BEGIN Exercise materials

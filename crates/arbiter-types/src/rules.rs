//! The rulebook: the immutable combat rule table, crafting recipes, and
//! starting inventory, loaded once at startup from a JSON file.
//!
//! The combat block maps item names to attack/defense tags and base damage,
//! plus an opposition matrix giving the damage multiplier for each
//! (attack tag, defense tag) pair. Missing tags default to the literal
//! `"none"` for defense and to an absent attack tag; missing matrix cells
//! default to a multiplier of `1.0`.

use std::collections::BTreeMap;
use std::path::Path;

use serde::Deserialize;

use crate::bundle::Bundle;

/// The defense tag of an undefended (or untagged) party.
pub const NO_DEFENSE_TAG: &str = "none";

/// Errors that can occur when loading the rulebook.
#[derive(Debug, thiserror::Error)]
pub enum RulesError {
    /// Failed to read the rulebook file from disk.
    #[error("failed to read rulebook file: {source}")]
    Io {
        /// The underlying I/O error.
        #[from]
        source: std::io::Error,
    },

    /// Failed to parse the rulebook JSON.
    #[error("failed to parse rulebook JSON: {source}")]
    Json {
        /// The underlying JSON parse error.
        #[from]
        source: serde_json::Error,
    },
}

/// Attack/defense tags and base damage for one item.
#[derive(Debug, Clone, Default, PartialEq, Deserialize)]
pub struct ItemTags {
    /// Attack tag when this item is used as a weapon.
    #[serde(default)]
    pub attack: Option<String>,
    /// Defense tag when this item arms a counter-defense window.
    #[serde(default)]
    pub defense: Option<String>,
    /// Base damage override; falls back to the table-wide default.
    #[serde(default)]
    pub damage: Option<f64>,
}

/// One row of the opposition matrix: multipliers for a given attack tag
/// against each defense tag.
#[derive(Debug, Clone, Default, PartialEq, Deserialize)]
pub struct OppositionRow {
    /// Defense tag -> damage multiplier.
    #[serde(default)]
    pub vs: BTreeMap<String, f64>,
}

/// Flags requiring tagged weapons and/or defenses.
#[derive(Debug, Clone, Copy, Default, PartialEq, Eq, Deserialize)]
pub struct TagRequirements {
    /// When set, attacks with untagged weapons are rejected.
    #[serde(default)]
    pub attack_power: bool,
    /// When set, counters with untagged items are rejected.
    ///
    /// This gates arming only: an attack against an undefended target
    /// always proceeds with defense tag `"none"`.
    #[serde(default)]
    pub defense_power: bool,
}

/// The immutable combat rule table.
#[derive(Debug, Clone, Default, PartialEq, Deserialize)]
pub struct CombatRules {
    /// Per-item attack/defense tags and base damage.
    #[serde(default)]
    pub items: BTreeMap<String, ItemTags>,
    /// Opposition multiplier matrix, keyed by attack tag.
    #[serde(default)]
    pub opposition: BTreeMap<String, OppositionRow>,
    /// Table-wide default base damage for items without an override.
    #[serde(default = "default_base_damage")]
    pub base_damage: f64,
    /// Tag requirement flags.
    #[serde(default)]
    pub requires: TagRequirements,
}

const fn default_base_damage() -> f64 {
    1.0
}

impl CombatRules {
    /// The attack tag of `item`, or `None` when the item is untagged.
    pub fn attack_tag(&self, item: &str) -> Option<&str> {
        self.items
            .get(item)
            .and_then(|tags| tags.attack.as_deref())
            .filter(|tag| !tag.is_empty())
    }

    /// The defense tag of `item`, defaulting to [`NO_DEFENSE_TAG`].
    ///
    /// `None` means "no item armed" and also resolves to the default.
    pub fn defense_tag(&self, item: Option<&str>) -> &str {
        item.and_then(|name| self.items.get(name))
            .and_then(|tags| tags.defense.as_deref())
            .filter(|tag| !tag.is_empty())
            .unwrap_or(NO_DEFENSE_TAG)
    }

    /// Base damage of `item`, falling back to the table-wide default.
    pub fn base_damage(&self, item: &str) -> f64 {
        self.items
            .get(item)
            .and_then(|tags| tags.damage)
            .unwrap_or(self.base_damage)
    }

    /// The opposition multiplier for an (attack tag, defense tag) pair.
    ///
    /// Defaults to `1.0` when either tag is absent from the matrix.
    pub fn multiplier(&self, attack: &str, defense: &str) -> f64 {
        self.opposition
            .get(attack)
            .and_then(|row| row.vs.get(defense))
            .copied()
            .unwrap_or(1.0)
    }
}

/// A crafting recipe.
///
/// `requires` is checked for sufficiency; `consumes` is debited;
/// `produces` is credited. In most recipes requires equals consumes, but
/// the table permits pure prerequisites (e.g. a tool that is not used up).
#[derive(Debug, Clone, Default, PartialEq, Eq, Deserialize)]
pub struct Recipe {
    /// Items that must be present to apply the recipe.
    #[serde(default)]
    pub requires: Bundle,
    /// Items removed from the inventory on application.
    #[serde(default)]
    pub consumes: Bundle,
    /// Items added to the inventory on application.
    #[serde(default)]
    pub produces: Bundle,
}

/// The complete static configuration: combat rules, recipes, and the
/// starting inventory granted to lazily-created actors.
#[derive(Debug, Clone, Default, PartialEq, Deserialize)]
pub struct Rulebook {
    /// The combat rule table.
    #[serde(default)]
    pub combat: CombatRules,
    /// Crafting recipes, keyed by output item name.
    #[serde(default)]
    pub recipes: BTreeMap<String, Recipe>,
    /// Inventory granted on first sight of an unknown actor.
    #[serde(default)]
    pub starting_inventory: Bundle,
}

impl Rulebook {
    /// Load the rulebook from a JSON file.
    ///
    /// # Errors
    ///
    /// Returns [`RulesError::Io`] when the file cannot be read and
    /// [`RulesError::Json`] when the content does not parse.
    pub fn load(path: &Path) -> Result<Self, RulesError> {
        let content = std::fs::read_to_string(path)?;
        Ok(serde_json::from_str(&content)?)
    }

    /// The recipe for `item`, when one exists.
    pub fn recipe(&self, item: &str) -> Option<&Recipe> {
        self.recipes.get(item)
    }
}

END Exercise materials
BEGIN Exercise materials

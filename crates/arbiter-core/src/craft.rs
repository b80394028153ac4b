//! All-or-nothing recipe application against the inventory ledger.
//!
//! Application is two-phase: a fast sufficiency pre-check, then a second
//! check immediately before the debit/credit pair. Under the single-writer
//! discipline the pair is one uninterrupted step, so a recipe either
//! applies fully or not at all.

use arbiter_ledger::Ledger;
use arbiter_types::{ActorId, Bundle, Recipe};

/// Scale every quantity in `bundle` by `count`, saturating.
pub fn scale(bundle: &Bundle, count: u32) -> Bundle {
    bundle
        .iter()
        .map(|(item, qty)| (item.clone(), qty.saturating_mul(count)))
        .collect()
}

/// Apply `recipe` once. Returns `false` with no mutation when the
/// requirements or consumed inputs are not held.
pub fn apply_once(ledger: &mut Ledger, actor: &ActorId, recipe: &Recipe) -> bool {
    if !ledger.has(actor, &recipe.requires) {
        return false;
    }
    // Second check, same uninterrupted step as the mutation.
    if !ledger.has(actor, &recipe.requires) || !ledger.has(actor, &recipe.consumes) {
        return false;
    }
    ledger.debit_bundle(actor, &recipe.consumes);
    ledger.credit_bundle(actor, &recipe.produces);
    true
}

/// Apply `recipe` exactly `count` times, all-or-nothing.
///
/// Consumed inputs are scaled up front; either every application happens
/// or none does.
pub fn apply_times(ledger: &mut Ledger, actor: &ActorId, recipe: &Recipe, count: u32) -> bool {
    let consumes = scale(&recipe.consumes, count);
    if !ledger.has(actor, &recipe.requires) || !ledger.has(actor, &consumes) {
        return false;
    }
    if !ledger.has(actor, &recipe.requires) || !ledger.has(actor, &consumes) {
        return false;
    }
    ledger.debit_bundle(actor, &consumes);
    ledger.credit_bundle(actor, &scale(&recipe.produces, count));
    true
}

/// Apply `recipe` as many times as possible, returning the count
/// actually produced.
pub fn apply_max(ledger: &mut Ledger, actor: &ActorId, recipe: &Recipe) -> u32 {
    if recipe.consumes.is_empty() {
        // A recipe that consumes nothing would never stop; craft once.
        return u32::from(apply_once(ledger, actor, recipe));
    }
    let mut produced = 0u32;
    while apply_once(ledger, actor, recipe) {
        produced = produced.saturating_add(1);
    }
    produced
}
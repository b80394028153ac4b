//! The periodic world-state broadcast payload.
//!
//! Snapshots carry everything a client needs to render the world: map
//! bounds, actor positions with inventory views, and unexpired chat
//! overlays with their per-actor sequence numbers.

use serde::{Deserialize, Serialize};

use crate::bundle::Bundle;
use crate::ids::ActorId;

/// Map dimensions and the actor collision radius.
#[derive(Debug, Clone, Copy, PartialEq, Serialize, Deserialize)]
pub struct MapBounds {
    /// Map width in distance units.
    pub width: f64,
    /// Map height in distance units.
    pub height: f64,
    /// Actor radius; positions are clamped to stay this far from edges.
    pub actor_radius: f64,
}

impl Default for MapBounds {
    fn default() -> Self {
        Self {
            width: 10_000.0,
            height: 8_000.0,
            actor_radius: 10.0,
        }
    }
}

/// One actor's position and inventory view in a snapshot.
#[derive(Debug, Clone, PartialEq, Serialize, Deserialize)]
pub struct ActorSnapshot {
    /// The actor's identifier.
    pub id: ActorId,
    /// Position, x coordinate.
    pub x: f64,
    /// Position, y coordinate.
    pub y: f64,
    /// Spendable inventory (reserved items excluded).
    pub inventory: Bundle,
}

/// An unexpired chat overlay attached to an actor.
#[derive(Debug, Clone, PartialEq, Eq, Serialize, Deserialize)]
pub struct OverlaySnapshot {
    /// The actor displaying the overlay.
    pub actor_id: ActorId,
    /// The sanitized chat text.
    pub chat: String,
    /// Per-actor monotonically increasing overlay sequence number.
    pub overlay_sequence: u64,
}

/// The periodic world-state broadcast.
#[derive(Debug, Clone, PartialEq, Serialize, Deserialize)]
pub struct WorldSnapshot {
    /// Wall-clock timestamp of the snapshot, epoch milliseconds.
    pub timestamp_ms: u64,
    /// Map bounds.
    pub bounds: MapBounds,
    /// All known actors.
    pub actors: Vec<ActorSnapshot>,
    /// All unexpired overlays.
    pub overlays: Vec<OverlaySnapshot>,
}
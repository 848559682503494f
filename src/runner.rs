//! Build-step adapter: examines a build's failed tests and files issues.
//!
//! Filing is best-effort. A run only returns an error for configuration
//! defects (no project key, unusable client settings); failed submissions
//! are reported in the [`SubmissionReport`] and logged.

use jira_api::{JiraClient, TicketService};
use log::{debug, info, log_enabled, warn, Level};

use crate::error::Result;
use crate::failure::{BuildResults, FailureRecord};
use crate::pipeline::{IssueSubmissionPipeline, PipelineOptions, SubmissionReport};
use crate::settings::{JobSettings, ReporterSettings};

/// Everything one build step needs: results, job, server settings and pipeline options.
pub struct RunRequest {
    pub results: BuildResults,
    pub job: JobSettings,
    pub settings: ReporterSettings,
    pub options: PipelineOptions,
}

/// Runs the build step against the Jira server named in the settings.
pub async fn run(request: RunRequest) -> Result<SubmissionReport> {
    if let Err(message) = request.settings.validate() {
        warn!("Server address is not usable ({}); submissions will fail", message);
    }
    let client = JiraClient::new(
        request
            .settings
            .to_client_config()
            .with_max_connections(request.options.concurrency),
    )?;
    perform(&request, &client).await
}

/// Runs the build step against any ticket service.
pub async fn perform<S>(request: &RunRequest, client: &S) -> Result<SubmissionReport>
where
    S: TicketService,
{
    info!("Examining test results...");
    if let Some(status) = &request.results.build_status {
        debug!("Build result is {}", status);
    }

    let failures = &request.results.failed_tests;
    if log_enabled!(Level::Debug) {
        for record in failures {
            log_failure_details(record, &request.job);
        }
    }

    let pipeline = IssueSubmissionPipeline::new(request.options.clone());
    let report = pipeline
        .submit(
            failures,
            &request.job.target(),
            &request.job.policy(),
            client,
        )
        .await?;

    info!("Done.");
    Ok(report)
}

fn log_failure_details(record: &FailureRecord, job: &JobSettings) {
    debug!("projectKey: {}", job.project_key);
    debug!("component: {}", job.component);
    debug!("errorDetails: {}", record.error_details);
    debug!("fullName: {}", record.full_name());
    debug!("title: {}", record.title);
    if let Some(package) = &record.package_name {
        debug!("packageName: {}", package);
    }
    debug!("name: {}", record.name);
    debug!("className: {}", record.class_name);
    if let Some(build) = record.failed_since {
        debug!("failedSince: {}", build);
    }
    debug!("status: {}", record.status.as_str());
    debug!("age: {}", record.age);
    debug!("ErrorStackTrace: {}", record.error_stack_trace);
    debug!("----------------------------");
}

END Exercise materials
BEGIN Exercise materials

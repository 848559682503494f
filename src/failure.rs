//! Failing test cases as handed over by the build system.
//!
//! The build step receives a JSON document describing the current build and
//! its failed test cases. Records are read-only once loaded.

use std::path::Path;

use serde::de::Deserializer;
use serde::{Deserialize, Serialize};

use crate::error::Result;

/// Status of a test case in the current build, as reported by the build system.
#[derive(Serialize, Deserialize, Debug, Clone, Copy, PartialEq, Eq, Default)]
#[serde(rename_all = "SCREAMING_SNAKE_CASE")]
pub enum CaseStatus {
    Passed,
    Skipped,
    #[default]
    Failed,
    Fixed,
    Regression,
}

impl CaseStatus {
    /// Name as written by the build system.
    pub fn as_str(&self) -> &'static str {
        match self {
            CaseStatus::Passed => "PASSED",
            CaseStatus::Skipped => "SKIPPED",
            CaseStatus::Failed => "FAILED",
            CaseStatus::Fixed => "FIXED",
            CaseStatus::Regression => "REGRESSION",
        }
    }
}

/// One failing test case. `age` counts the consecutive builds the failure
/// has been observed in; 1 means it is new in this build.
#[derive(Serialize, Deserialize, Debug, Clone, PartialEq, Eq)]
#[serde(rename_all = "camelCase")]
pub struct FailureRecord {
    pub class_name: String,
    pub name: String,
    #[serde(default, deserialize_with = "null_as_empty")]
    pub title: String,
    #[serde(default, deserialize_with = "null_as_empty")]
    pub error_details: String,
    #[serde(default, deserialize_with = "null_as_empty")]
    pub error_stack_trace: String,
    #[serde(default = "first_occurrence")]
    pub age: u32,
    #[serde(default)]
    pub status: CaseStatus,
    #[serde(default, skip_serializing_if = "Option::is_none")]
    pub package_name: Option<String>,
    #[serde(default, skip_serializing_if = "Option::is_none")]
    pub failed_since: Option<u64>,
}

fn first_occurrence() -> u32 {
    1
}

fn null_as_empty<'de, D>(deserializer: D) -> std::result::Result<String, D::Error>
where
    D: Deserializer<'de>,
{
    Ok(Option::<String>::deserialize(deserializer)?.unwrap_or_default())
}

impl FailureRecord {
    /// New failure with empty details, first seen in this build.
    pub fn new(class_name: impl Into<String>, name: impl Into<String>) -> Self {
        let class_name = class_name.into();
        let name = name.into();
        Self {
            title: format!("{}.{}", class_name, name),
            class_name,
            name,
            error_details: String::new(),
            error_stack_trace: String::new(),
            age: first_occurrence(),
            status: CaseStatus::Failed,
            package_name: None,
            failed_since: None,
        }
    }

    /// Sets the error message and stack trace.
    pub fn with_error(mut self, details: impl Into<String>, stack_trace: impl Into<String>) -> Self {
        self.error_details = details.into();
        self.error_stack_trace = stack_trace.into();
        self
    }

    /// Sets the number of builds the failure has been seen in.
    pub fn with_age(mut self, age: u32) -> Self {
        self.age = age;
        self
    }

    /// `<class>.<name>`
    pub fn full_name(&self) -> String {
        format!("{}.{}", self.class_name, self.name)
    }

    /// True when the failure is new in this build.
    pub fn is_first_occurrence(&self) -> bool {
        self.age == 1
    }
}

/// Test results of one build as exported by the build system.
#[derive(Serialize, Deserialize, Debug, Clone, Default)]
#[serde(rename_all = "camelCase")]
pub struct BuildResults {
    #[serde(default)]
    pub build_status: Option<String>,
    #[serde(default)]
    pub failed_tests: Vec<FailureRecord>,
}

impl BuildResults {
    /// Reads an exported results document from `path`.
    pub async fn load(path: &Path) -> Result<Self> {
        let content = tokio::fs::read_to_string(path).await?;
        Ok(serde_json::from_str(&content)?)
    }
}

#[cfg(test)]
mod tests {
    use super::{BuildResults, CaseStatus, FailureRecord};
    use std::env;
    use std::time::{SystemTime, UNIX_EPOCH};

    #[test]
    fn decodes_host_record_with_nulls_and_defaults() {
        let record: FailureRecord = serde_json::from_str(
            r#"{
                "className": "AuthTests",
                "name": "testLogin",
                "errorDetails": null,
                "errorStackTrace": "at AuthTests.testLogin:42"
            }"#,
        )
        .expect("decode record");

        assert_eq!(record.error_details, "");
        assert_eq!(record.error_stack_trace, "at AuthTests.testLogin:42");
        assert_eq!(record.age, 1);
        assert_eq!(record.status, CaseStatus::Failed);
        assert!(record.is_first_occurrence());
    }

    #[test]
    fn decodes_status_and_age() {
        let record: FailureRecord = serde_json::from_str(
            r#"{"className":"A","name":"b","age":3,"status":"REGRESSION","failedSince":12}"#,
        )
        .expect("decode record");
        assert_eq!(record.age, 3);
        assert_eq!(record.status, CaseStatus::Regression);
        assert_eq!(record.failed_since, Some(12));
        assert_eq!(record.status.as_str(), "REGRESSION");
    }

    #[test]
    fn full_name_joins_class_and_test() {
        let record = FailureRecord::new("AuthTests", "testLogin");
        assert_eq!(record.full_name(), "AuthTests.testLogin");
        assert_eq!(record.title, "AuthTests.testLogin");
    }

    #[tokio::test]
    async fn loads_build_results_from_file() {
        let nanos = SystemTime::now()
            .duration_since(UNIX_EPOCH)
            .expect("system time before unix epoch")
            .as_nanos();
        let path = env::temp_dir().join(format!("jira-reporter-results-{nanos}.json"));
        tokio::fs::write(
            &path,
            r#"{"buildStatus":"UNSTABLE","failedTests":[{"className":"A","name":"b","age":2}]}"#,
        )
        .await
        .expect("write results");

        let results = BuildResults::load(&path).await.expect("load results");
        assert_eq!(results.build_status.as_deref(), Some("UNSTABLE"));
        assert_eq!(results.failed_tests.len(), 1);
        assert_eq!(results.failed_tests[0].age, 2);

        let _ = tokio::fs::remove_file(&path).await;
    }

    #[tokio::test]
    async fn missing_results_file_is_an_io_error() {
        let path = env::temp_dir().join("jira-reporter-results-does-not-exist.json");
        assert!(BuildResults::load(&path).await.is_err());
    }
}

END Exercise materials

Look above for the line holding "filename crates/arbiter-types/src/rules.rs" and the line holding "multiplier for each". Retype both, and every line between them, word for word and nothing else.

Problem solution =>
filename crates/arbiter-types/src/rules.rs
//! The rulebook: the immutable combat rule table, crafting recipes, and
//! starting inventory, loaded once at startup from a JSON file.
//!
//! The combat block maps item names to attack/defense tags and base damage,
//! plus an opposition matrix giving the damage multiplier for each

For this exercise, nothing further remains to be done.